>>
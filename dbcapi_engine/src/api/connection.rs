use super::args::{
    resolve_base, resolve_callback_only, resolve_connect, resolve_exec, resolve_prepare, Arg,
    Callback, ConnectSpec, Outcome,
};
use super::request::{prepare_binds, ExecRequest, RequestTarget};
use super::statement::Statement;
use crate::async_bridge::{FnWork, Work, WorkDispatcher};
use crate::driver::DriverContext;
use crate::engine::{compose_connection_string, ConnectTarget, ConnectionCore, ConnectionString};
use crate::error::{DbError, Result};
use crate::native::ExternalHandle;
use crate::protocol::param_value::BindParams;
use std::rc::Rc;
use std::sync::Arc;

/// Runs `work` through the dispatcher, returning its outcome inline when
/// there is no callback.
pub(crate) fn dispatch<W, A>(
    dispatcher: &WorkDispatcher,
    work: W,
    after: A,
    callback: Option<Callback>,
) -> Result<Outcome>
where
    W: Work,
    A: FnOnce(W::Output) -> Result<Outcome> + 'static,
{
    let callback = callback.map(|cb| move |result: Result<Outcome>| cb.invoke(result));
    Ok(dispatcher
        .submit(work, after, callback)?
        .unwrap_or(Outcome::Done))
}

/// Reports a failure found before any work was scheduled: raised when
/// synchronous, handed to the callback otherwise.
pub(crate) fn fail(callback: Option<Callback>, err: DbError) -> Result<Outcome> {
    match callback {
        None => Err(err),
        Some(cb) => {
            cb.invoke(Err(err));
            Ok(Outcome::Done)
        }
    }
}

fn done<T>(_: T) -> Result<Outcome> {
    Ok(Outcome::Done)
}

/// Connection object exposed to the scripting runtime.
///
/// Every method that takes a trailing callback runs synchronously without
/// one and returns its value; with one it returns [`Outcome::Done`] and
/// delivers the value through the callback. Argument shape errors are
/// always returned directly.
pub struct Connection {
    core: Arc<ConnectionCore>,
    base: Option<ConnectionString>,
    dispatcher: Rc<WorkDispatcher>,
}

/// Same as [`Connection::new`].
pub fn create_connection(args: Vec<Arg>) -> Result<Connection> {
    Connection::new(args)
}

impl Connection {
    /// New unconnected connection on the process-wide driver. `args` may
    /// hold one connection string fragment or options object, used as the
    /// base of every later `connect`.
    pub fn new(args: Vec<Arg>) -> Result<Self> {
        Self::with_driver(DriverContext::global(), args)
    }

    pub fn with_driver(driver: Arc<DriverContext>, args: Vec<Arg>) -> Result<Self> {
        let base = resolve_base(args)?.map(ConnectionString::new);
        let dispatcher = WorkDispatcher::current(driver.config().worker_threads);
        Ok(Self {
            core: ConnectionCore::new(driver),
            base,
            dispatcher,
        })
    }

    pub fn core(&self) -> &Arc<ConnectionCore> {
        &self.core
    }

    pub fn dispatcher(&self) -> &Rc<WorkDispatcher> {
        &self.dispatcher
    }

    pub fn connect(&self, args: Vec<Arg>) -> Result<Outcome> {
        let (spec, callback) = resolve_connect(args)?;
        self.connect_with(spec, callback)
    }

    pub fn connect_with(&self, spec: ConnectSpec, callback: Option<Callback>) -> Result<Outcome> {
        let base = self.base.as_ref().map_or("", |b| b.as_str());
        let target = match spec {
            ConnectSpec::Base => {
                ConnectTarget::ConnectionString(compose_connection_string(base, None))
            }
            ConnectSpec::Fragment(fragment) => ConnectTarget::ConnectionString(
                compose_connection_string(base, Some(&fragment)),
            ),
            ConnectSpec::External(handle) => ConnectTarget::External(ExternalHandle(handle)),
        };
        let core = self.core.clone();
        dispatch(
            &self.dispatcher,
            FnWork::new("connect", move || core.connect(target)),
            done,
            callback,
        )
    }

    pub fn disconnect(&self, args: Vec<Arg>) -> Result<Outcome> {
        let callback = resolve_callback_only(args)?;
        self.disconnect_with(callback)
    }

    pub fn disconnect_with(&self, callback: Option<Callback>) -> Result<Outcome> {
        let core = self.core.clone();
        dispatch(
            &self.dispatcher,
            FnWork::new("disconnect", move || core.disconnect()),
            done,
            callback,
        )
    }

    /// Alias of [`disconnect`](Self::disconnect).
    pub fn close(&self, args: Vec<Arg>) -> Result<Outcome> {
        self.disconnect(args)
    }

    pub fn exec(&self, args: Vec<Arg>) -> Result<Outcome> {
        let (sql, params, callback) = resolve_exec(args)?;
        match params.into_bind_params() {
            Ok(params) => self.exec_with(sql, params, callback),
            Err(err) => fail(callback, err),
        }
    }

    pub fn exec_with(
        &self,
        sql: String,
        params: BindParams,
        callback: Option<Callback>,
    ) -> Result<Outcome> {
        let binds = match prepare_binds(&self.core, &params) {
            Ok(binds) => binds,
            Err(err) => return fail(callback, err),
        };
        let request = ExecRequest {
            core: self.core.clone(),
            target: RequestTarget::Sql(sql),
            binds,
        };
        dispatch(
            &self.dispatcher,
            request,
            |fetched| fetched.into_result().map(Outcome::Result),
            callback,
        )
    }

    pub fn prepare(&self, args: Vec<Arg>) -> Result<Outcome> {
        let (sql, callback) = resolve_prepare(args)?;
        self.prepare_with(sql, callback)
    }

    pub fn prepare_with(&self, sql: String, callback: Option<Callback>) -> Result<Outcome> {
        let core = self.core.clone();
        let work = FnWork::new("prepare", move || {
            let key = core.register_statement()?;
            // no Statement object reaches the caller on failure
            core.prepare_into(key, &sql).inspect_err(|_| {
                let _ = core.drop_statement(key);
            })?;
            Ok(key)
        });
        let weak = Arc::downgrade(&self.core);
        let dispatcher = self.dispatcher.clone();
        dispatch(
            &self.dispatcher,
            work,
            move |key| Ok(Outcome::Statement(Statement::new(weak, key, dispatcher))),
            callback,
        )
    }

    pub fn commit(&self, args: Vec<Arg>) -> Result<Outcome> {
        let callback = resolve_callback_only(args)?;
        let core = self.core.clone();
        dispatch(
            &self.dispatcher,
            FnWork::new("commit", move || core.commit()),
            done,
            callback,
        )
    }

    pub fn rollback(&self, args: Vec<Arg>) -> Result<Outcome> {
        let callback = resolve_callback_only(args)?;
        let core = self.core.clone();
        dispatch(
            &self.dispatcher,
            FnWork::new("rollback", move || core.rollback()),
            done,
            callback,
        )
    }

    pub fn connected(&self) -> bool {
        self.core.connected()
    }

    /// Aborts the request currently running on this connection, if any.
    pub fn cancel(&self) -> Result<()> {
        self.core.cancel()
    }
}

#[cfg(test)]
mod tests {
    use super::*;
    use crate::config::EngineConfig;
    use crate::native::fake::FakeClient;
    use crate::protocol::result::{QueryResult, Value};
    use std::cell::RefCell;

    fn setup() -> (Arc<FakeClient>, Arc<DriverContext>) {
        let fake = Arc::new(FakeClient::new());
        let ctx = DriverContext::with_client(EngineConfig::default(), fake.clone());
        (fake, ctx)
    }

    type Seen = Rc<RefCell<Vec<(Option<DbError>, Outcome)>>>;

    fn recorder() -> (Seen, impl Fn() -> Arg) {
        let seen: Seen = Rc::new(RefCell::new(Vec::new()));
        let s = seen.clone();
        let make = move || {
            let s = s.clone();
            Arg::callback(move |err, out| s.borrow_mut().push((err, out)))
        };
        (seen, make)
    }

    #[test]
    fn test_sync_connect_exec_disconnect() {
        let (fake, ctx) = setup();
        let conn = Connection::with_driver(ctx, vec![Arg::string("UID=dba;PWD=sql")]).unwrap();
        assert!(!conn.connected());

        conn.connect(vec![Arg::string("ENG=demo")]).unwrap();
        assert!(conn.connected());
        assert_eq!(
            fake.last_connection_string().as_deref(),
            Some("UID=dba;PWD=sql;ENG=demo;CHARSET='UTF-8'")
        );

        let out = conn
            .exec(vec![
                Arg::string("SELECT ? AS n"),
                Arg::Array(vec![Arg::Number(5.0)]),
            ])
            .unwrap();
        let rows = out.into_result().unwrap();
        assert_eq!(rows.rows().unwrap()[0].get("n"), Some(&Value::Integer(5)));

        conn.disconnect(vec![]).unwrap();
        assert!(!conn.connected());
    }

    #[test]
    fn test_async_connect_twice() {
        let (_fake, ctx) = setup();
        let conn = Connection::with_driver(ctx, vec![]).unwrap();
        let (seen, cb) = recorder();

        conn.connect(vec![cb()]).unwrap();
        conn.connect(vec![cb()]).unwrap();
        conn.dispatcher().wait_idle();

        let seen = seen.borrow();
        assert_eq!(seen.len(), 2);
        let errors: Vec<_> = seen.iter().filter_map(|(e, _)| e.clone()).collect();
        assert_eq!(errors, vec![DbError::AlreadyConnected]);
    }

    #[test]
    fn test_sync_connect_twice() {
        let (_fake, ctx) = setup();
        let conn = Connection::with_driver(ctx, vec![]).unwrap();
        conn.connect(vec![]).unwrap();
        assert_eq!(
            conn.connect(vec![]).unwrap_err(),
            DbError::AlreadyConnected
        );
    }

    #[test]
    fn test_argument_errors_are_synchronous() {
        let (_fake, ctx) = setup();
        let conn = Connection::with_driver(ctx.clone(), vec![]).unwrap();
        let (seen, cb) = recorder();
        assert_eq!(
            conn.exec(vec![Arg::Number(1.0), cb()]).unwrap_err(),
            DbError::InvalidArguments
        );
        assert_eq!(
            conn.commit(vec![Arg::Null, cb()]).unwrap_err(),
            DbError::InvalidArguments
        );
        assert!(seen.borrow().is_empty());
        assert!(Connection::with_driver(ctx, vec![Arg::Bool(true)]).is_err());
    }

    #[test]
    fn test_not_connected_errors() {
        let (_fake, ctx) = setup();
        let conn = Connection::with_driver(ctx, vec![]).unwrap();
        for result in [
            conn.exec(vec![Arg::string("SELECT 1")]),
            conn.prepare(vec![Arg::string("SELECT 1")]),
            conn.commit(vec![]),
            conn.rollback(vec![]),
            conn.disconnect(vec![]),
        ] {
            assert_eq!(result.unwrap_err(), DbError::NotConnected);
        }
    }

    #[test]
    fn test_bind_conversion_failure_goes_to_callback() {
        let (_fake, ctx) = setup();
        let conn = Connection::with_driver(ctx, vec![]).unwrap();
        conn.connect(vec![]).unwrap();
        let (seen, cb) = recorder();
        conn.exec(vec![
            Arg::string("SELECT ?"),
            Arg::Array(vec![Arg::Bool(true)]),
            cb(),
        ])
        .unwrap();
        assert_eq!(
            seen.borrow()[0].0,
            Some(DbError::BindingParametersFailed)
        );
    }

    #[test]
    fn test_sync_and_async_agree() {
        let (fake, ctx) = setup();
        fake.script("UPDATE t SET x = 1", vec![crate::native::fake::FakeResult::Affected(2)]);
        let conn = Connection::with_driver(ctx, vec![]).unwrap();
        conn.connect(vec![]).unwrap();

        let sync = conn
            .exec(vec![Arg::string("UPDATE t SET x = 1")])
            .unwrap()
            .into_result();

        let (seen, cb) = recorder();
        conn.exec(vec![Arg::string("UPDATE t SET x = 1"), cb()]).unwrap();
        conn.dispatcher().wait_idle();
        let (err, out) = seen.borrow_mut().remove(0);
        assert!(err.is_none());
        assert_eq!(out.into_result(), sync);
        assert_eq!(sync, Some(QueryResult::RowCount(2)));
    }

    #[test]
    fn test_prepare_returns_statement() {
        let (_fake, ctx) = setup();
        let conn = Connection::with_driver(ctx, vec![]).unwrap();
        conn.connect(vec![]).unwrap();
        let stmt = conn
            .prepare(vec![Arg::string("SELECT ? AS v")])
            .unwrap()
            .into_statement()
            .unwrap();
        let out = stmt
            .exec(vec![Arg::Array(vec![Arg::string("x")])])
            .unwrap()
            .into_result()
            .unwrap();
        assert_eq!(
            out.rows().unwrap()[0].get("v"),
            Some(&Value::String("x".to_string()))
        );
    }

    #[test]
    fn test_failed_prepare_leaves_no_statement_behind() {
        let (fake, ctx) = setup();
        fake.fail_prepare("SELEC 1", -131, "Syntax error near 'SELEC'");
        let conn = Connection::with_driver(ctx, vec![]).unwrap();
        conn.connect(vec![]).unwrap();

        for _ in 0..3 {
            let err = conn.prepare(vec![Arg::string("SELEC 1")]).unwrap_err();
            assert_eq!(err.code(), -131);
        }
        let (seen, cb) = recorder();
        conn.prepare(vec![Arg::string("SELEC 1"), cb()]).unwrap();
        conn.dispatcher().wait_idle();
        assert_eq!(seen.borrow()[0].0.as_ref().map(DbError::code), Some(-131));

        assert_eq!(conn.core().statement_count().unwrap(), 0);
        assert_eq!(fake.live_statements(), 0);
    }

    #[test]
    fn test_external_connect_by_number() {
        let (fake, ctx) = setup();
        let conn = Connection::with_driver(ctx, vec![]).unwrap();
        conn.connect(vec![Arg::Number(8192.0)]).unwrap();
        assert!(conn.connected());
        assert!(conn.core().is_external().unwrap());
        assert!(fake.last_connection_string().is_none());
    }

    #[test]
    fn test_close_is_disconnect() {
        let (_fake, ctx) = setup();
        let conn = Connection::with_driver(ctx.clone(), vec![]).unwrap();
        conn.connect(vec![]).unwrap();
        conn.close(vec![]).unwrap();
        assert!(!conn.connected());
        assert_eq!(ctx.open_connections(), 0);
    }
}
<<
**TASK PROMPT:**
Scan the data above for the string "invoke" and copy each line where it appears.

**PROBLEM SOLUTION:**
    let callback = callback.map(|cb| move |result: Result<Outcome>| cb.invoke(result));
            cb.invoke(Err(err));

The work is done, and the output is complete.